* [EXERCISE GOAL]
Give the count of lines that hold the word "field" in this listing, with nothing added.

* [DATA TO PROCESS]
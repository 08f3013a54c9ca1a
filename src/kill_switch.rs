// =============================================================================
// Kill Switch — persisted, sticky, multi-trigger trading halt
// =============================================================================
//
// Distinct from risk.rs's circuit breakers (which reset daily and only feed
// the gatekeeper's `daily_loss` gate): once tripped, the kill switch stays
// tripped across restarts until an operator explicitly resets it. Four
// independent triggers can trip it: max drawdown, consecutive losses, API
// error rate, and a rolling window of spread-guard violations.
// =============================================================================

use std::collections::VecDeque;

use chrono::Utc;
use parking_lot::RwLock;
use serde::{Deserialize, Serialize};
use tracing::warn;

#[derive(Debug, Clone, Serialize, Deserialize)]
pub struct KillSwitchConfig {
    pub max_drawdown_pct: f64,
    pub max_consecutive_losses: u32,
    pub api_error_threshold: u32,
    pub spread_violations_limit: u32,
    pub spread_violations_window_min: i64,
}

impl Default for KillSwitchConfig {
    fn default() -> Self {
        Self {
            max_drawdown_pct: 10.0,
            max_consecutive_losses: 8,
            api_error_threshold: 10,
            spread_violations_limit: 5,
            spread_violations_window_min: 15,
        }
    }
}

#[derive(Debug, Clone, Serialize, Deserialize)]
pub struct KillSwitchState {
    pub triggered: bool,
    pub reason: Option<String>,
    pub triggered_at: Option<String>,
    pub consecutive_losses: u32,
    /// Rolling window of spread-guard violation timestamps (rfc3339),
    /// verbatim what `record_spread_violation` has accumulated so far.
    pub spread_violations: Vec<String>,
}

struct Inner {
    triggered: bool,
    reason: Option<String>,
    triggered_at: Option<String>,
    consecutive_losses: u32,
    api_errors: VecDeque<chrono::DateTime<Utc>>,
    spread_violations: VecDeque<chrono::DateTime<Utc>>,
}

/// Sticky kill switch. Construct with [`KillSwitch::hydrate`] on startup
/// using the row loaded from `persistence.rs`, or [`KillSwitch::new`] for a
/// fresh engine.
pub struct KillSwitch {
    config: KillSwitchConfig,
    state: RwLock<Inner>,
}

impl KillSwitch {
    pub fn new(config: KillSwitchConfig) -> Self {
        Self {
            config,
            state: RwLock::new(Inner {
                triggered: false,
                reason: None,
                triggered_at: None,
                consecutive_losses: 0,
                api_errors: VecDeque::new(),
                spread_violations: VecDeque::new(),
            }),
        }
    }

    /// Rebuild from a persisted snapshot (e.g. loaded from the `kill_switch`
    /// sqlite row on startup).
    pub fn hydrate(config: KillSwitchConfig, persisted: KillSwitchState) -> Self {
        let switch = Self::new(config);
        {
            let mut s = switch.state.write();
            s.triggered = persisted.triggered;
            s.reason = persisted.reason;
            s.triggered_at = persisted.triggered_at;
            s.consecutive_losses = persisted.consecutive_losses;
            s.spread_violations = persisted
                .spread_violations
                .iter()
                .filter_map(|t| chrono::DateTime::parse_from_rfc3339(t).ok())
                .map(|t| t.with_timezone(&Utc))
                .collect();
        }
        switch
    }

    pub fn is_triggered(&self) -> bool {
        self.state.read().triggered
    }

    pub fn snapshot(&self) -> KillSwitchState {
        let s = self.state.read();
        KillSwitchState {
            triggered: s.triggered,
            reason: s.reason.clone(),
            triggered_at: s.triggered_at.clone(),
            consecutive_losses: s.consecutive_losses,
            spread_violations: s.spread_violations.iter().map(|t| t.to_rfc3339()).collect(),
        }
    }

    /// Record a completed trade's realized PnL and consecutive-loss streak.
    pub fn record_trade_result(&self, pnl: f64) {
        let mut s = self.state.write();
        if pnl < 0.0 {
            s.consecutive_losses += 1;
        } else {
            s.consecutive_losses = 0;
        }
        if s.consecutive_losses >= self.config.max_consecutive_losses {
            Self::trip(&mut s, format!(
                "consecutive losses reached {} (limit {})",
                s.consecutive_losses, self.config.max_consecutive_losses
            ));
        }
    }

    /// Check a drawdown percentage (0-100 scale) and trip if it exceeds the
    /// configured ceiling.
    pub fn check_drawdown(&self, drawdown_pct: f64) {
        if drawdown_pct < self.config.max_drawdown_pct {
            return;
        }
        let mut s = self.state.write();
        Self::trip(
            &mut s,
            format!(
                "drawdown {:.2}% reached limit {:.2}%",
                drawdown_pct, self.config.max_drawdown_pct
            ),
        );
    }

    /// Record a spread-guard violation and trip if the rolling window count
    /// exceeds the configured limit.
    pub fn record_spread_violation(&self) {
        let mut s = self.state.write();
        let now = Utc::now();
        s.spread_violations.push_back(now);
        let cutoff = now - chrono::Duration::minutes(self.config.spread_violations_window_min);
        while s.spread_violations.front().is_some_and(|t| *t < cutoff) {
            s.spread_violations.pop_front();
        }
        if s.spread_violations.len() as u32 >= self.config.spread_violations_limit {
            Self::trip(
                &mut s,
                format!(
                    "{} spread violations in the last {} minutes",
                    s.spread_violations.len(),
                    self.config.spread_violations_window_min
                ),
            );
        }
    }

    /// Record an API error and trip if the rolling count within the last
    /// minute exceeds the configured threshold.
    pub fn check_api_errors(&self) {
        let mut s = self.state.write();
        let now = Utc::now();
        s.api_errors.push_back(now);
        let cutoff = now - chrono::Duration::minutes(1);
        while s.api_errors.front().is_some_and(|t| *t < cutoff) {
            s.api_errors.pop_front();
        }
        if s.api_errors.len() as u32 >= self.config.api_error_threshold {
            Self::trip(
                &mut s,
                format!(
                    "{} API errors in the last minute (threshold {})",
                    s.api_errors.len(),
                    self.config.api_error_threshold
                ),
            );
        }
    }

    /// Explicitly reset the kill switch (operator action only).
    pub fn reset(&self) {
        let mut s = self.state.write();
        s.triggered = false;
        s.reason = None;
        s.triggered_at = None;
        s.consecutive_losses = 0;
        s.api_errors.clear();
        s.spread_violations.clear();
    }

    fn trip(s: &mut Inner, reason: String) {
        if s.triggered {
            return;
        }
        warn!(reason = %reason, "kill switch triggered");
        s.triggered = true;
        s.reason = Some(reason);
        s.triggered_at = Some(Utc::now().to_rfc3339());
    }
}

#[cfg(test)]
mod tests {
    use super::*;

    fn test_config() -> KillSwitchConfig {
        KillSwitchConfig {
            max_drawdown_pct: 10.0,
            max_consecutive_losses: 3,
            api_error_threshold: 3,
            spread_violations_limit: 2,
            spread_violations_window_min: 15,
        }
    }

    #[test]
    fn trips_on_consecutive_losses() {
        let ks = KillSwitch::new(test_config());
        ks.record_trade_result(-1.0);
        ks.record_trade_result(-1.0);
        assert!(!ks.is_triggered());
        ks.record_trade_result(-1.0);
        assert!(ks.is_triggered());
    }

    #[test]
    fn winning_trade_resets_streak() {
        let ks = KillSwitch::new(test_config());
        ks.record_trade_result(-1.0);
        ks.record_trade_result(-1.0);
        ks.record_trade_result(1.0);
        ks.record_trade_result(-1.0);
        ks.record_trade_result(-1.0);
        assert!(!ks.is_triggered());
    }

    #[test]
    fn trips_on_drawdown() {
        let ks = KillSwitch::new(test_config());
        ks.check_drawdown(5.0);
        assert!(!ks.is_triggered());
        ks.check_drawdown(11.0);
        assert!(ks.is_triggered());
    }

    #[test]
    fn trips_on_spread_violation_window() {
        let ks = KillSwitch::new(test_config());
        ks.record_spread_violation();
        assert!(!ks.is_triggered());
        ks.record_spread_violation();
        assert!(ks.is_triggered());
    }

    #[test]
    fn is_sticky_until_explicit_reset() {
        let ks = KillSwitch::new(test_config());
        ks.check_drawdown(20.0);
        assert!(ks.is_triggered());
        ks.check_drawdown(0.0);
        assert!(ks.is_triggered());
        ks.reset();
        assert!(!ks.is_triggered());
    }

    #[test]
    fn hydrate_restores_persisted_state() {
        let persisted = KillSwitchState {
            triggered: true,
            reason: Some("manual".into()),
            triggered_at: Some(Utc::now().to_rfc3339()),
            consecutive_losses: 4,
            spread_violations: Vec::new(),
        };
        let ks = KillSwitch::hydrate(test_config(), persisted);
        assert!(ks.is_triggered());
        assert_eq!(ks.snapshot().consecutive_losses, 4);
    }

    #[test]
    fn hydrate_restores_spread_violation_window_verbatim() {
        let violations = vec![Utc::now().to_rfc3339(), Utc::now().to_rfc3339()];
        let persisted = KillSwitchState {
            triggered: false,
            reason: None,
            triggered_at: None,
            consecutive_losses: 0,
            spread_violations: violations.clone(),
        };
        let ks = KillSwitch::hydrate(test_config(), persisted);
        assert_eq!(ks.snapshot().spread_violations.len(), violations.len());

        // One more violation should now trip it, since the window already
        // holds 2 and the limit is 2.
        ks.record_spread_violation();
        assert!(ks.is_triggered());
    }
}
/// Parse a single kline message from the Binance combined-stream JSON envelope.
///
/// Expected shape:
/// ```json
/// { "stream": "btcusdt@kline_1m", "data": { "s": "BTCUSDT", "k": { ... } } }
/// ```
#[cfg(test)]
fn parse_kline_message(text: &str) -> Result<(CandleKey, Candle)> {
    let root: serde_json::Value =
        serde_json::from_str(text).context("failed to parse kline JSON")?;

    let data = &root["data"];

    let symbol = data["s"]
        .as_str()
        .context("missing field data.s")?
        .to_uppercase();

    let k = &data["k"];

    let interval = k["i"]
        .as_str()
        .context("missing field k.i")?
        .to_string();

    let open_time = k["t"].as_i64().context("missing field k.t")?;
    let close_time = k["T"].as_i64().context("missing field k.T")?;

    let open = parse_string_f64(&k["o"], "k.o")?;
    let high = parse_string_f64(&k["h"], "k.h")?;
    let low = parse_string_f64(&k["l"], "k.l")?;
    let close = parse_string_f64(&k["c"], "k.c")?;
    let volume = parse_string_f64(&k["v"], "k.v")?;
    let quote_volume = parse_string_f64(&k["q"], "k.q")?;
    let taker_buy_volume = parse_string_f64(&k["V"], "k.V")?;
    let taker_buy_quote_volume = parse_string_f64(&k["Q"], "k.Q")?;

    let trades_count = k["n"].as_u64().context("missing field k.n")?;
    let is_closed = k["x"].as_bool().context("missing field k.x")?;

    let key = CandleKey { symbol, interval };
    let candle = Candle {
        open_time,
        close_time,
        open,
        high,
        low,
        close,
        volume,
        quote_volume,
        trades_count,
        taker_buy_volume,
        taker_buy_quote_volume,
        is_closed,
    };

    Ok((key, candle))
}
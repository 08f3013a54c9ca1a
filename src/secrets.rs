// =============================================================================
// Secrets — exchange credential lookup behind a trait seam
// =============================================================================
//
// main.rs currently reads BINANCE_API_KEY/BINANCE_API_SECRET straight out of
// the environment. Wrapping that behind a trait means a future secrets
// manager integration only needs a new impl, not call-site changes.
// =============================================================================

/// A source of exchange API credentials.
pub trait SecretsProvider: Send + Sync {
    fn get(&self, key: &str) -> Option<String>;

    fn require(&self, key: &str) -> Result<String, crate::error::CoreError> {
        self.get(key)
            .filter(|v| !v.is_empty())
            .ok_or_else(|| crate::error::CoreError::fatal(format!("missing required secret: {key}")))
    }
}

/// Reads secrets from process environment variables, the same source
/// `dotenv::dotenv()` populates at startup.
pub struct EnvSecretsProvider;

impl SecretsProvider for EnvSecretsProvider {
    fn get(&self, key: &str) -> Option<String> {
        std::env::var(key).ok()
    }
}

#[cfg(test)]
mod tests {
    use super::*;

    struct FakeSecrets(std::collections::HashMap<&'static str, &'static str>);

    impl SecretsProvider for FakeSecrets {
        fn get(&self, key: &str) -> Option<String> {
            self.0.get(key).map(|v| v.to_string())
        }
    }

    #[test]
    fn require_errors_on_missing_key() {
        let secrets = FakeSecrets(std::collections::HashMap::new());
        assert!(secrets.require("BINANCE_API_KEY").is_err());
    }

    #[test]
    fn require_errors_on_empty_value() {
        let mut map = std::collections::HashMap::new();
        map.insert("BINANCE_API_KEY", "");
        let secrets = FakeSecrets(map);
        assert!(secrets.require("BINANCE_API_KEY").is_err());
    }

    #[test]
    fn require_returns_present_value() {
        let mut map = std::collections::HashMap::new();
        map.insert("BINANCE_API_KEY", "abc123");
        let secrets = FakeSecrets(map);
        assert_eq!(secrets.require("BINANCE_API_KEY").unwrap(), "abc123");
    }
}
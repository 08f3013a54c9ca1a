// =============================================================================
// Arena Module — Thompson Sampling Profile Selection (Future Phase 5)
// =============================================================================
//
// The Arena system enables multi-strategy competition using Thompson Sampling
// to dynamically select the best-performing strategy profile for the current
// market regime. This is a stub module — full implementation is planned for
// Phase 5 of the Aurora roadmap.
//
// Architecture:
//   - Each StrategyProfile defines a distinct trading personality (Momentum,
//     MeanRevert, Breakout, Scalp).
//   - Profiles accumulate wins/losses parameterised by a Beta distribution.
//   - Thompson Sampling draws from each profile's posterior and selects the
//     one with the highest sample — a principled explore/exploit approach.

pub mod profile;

* [ANSWER TO THIS PROBLEM]
6